Work task:
Please reproduce every entry, keeping each one exact.

Available data:
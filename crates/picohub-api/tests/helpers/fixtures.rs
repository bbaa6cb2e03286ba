use axum_test::multipart::{MultipartForm, Part};
use std::io::{Cursor, Write};
use zip::write::FileOptions;
use zip::{CompressionMethod, ZipWriter};

pub fn manifest_json(slug: &str, version: &str) -> String {
    serde_json::json!({
        "name": format!("Skill {}", slug),
        "slug": slug,
        "version": version,
        "description": "A test skill",
        "category": "testing",
        "tags": ["test", "fixture"],
        "author": "tester",
        "entry_point": "main.py",
    })
    .to_string()
}

/// Build a stored (uncompressed) archive from `(name, contents)` pairs
pub fn build_zip(entries: &[(&str, &[u8])]) -> Vec<u8> {
    let mut writer = ZipWriter::new(Cursor::new(Vec::new()));
    let options = FileOptions::default().compression_method(CompressionMethod::Stored);
    for (name, contents) in entries {
        writer.start_file(*name, options).expect("start_file");
        writer.write_all(contents).expect("write entry");
    }
    writer.finish().expect("finish zip").into_inner()
}

/// A valid skill package with a manifest at the root
pub fn skill_package(slug: &str, version: &str) -> Vec<u8> {
    let manifest = manifest_json(slug, version);
    build_zip(&[
        ("manifest.json", manifest.as_bytes()),
        ("main.py", b"print('hello')\n"),
        ("README.md", b"# test skill\n"),
    ])
}

/// A valid package padded with `padding` bytes of stored payload
pub fn padded_skill_package(slug: &str, padding: usize) -> Vec<u8> {
    let manifest = manifest_json(slug, "1.0.0");
    let payload = vec![b'x'; padding];
    build_zip(&[
        ("manifest.json", manifest.as_bytes()),
        ("data.bin", payload.as_slice()),
    ])
}

pub fn upload_form(package: Vec<u8>) -> MultipartForm {
    MultipartForm::new().add_part(
        "file",
        Part::bytes(package)
            .file_name("skill.zip")
            .mime_type("application/zip"),
    )
}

Answer for this exercise:
filename crates/picohub-api/tests/helpers/fixtures.rs
repository bbaa6cb2e03286ba
use axum_test::multipart::{MultipartForm, Part};
use std::io::{Cursor, Write};
use zip::write::FileOptions;
use zip::{CompressionMethod, ZipWriter};

pub fn manifest_json(slug: &str, version: &str) -> String {
    serde_json::json!({
        "name": format!("Skill {}", slug),
        "slug": slug,
        "version": version,
        "description": "A test skill",
        "category": "testing",
        "tags": ["test", "fixture"],
        "author": "tester",
        "entry_point": "main.py",
    })
    .to_string()
}

/// Build a stored (uncompressed) archive from `(name, contents)` pairs
pub fn build_zip(entries: &[(&str, &[u8])]) -> Vec<u8> {
    let mut writer = ZipWriter::new(Cursor::new(Vec::new()));
    let options = FileOptions::default().compression_method(CompressionMethod::Stored);
    for (name, contents) in entries {
        writer.start_file(*name, options).expect("start_file");
        writer.write_all(contents).expect("write entry");
    }
    writer.finish().expect("finish zip").into_inner()
}

/// A valid skill package with a manifest at the root
pub fn skill_package(slug: &str, version: &str) -> Vec<u8> {
    let manifest = manifest_json(slug, version);
    build_zip(&[
        ("manifest.json", manifest.as_bytes()),
        ("main.py", b"print('hello')\n"),
        ("README.md", b"# test skill\n"),
    ])
}

/// A valid package padded with `padding` bytes of stored payload
pub fn padded_skill_package(slug: &str, padding: usize) -> Vec<u8> {
    let manifest = manifest_json(slug, "1.0.0");
    let payload = vec![b'x'; padding];
    build_zip(&[
        ("manifest.json", manifest.as_bytes()),
        ("data.bin", payload.as_slice()),
    ])
}

pub fn upload_form(package: Vec<u8>) -> MultipartForm {
    MultipartForm::new().add_part(
        "file",
        Part::bytes(package)
            .file_name("skill.zip")
            .mime_type("application/zip"),
    )
}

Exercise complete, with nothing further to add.